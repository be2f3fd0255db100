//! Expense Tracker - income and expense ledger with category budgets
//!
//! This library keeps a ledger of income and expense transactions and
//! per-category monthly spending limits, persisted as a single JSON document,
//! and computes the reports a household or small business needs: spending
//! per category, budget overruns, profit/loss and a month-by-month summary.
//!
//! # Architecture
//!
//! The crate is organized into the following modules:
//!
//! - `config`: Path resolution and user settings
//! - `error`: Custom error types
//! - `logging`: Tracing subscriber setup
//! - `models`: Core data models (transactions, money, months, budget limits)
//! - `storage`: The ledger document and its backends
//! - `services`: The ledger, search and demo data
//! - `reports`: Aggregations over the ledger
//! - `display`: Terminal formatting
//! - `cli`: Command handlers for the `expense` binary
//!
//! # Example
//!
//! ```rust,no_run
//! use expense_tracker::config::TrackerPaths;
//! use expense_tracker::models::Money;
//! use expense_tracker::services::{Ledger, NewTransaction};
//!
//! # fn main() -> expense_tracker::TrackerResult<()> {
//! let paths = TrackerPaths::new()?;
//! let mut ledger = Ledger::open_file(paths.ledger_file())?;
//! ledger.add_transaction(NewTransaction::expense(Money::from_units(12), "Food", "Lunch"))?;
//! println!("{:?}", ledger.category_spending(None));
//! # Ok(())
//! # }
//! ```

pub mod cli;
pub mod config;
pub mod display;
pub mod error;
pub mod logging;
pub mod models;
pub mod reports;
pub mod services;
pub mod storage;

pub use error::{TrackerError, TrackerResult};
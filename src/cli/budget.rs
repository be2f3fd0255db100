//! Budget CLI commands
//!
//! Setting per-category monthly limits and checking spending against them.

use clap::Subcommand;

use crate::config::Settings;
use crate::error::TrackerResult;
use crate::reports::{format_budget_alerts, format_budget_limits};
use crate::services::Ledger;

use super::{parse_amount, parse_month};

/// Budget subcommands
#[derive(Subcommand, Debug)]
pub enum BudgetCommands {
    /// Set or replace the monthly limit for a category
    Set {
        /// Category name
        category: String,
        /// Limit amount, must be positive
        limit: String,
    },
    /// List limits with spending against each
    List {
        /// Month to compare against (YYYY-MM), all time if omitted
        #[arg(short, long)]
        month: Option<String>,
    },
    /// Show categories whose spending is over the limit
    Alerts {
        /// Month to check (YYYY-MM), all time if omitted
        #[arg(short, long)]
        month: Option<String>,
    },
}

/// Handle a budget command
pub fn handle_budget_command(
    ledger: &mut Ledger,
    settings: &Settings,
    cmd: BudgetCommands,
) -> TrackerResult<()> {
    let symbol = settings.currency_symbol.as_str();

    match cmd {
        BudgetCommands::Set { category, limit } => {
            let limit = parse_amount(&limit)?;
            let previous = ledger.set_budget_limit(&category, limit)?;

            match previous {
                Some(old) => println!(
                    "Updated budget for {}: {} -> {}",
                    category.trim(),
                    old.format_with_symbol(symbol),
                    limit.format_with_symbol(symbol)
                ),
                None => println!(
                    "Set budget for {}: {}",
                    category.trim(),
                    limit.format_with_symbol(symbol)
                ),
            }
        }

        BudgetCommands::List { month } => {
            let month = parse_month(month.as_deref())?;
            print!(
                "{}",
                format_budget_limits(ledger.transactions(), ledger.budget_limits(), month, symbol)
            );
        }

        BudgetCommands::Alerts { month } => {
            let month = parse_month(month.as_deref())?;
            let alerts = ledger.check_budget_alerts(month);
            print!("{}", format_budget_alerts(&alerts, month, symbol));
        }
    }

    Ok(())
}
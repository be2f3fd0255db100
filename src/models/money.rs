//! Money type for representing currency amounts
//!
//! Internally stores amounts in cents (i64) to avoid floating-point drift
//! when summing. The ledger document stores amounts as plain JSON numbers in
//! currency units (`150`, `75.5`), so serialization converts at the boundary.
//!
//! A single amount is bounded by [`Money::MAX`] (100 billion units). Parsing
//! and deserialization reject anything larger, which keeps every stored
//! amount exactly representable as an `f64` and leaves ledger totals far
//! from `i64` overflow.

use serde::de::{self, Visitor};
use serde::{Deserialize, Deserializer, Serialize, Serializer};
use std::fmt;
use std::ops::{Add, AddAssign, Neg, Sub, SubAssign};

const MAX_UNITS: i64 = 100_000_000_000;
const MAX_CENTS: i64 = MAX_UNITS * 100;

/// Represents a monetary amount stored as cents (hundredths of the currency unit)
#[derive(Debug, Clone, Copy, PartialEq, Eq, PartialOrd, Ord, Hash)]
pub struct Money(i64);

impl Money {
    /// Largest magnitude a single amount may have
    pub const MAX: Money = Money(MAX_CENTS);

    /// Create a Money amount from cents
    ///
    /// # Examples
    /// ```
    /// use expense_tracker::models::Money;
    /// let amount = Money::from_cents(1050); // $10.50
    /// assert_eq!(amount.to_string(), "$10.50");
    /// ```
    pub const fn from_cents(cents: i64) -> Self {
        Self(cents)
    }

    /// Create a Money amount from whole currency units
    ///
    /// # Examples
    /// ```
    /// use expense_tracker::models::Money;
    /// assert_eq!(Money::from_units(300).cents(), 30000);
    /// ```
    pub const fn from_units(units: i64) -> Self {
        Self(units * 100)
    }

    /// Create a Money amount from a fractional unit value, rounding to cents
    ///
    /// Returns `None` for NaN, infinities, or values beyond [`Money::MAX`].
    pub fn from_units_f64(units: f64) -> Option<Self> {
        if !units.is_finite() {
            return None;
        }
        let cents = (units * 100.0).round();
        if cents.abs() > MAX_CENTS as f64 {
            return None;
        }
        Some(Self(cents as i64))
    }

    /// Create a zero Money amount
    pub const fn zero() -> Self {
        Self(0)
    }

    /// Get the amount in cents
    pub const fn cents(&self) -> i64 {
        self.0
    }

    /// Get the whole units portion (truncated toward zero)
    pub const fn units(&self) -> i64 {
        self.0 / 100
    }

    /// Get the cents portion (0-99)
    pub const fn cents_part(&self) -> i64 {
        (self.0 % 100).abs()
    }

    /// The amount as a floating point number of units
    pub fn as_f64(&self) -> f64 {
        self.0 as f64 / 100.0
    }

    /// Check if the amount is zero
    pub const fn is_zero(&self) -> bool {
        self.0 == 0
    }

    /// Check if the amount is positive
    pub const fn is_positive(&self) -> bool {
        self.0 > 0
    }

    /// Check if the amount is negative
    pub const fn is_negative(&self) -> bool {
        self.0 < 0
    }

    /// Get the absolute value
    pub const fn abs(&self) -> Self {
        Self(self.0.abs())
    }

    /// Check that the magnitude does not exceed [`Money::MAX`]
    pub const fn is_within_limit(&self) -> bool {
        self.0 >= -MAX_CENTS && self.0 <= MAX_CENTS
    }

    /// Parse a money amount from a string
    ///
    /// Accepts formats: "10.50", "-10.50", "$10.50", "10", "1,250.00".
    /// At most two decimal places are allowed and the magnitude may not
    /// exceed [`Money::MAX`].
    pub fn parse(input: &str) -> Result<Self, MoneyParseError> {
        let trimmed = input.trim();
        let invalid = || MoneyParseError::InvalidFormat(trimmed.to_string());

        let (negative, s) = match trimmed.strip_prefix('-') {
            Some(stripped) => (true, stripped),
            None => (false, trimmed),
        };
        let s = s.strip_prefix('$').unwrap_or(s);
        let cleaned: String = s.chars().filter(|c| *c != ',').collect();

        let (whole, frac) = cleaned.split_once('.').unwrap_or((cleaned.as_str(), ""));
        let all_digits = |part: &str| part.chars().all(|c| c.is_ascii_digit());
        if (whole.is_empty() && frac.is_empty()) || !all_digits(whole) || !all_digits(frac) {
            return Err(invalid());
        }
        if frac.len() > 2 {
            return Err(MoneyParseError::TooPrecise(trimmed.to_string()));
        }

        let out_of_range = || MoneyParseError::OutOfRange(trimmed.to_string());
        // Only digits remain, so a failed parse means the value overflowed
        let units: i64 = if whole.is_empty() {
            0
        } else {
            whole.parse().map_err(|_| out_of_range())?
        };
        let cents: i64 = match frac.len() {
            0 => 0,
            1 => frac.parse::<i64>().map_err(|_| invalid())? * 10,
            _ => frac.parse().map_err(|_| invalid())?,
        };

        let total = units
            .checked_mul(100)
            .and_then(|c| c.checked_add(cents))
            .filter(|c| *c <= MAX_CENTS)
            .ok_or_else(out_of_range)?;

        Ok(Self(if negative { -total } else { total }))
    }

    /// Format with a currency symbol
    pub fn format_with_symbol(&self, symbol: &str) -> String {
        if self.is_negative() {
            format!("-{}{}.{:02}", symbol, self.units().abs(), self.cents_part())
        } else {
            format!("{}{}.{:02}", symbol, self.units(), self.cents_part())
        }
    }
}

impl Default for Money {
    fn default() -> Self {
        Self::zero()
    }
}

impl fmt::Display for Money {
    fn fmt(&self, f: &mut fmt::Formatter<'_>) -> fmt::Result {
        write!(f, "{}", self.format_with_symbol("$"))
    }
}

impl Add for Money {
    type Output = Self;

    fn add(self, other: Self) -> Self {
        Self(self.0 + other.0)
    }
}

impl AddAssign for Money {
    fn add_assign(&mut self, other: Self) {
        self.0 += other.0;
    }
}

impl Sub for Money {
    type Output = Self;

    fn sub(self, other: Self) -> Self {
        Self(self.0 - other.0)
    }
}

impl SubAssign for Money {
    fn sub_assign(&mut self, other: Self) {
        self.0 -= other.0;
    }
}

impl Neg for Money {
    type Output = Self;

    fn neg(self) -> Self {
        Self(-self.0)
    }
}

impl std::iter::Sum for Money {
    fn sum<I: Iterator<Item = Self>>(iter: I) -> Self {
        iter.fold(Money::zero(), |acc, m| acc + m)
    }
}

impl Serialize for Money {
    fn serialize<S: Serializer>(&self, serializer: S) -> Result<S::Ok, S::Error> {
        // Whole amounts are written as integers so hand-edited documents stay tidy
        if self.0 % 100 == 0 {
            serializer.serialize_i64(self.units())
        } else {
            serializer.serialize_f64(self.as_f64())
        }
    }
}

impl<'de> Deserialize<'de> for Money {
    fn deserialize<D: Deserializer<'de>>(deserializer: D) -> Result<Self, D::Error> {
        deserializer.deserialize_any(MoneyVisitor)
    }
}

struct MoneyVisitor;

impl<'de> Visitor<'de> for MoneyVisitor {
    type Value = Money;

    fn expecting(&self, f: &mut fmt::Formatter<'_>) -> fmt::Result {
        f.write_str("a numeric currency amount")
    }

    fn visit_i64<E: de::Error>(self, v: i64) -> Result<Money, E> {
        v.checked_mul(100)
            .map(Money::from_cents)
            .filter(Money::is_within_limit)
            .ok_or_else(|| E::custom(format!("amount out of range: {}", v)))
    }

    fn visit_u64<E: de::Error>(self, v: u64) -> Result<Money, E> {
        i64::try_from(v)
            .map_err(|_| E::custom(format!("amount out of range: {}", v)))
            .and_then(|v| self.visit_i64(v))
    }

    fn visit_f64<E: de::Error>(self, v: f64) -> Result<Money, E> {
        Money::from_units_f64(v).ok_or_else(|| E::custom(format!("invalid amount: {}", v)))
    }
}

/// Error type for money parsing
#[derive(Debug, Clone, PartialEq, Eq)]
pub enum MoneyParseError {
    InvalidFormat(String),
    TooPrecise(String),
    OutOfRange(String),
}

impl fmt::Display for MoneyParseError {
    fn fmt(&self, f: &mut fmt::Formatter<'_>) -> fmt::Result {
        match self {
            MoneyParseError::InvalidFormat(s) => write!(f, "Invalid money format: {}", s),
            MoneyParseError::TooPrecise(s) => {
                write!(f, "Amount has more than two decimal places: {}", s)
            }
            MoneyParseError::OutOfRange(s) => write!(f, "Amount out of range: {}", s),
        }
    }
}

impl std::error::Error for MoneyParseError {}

=-=-=-=-=

- [What the exercise asks]:
Where a line in the records above contains the word "struct", copy that line.

- [Result of the exercise]:
pub struct Money(i64);
struct MoneyVisitor;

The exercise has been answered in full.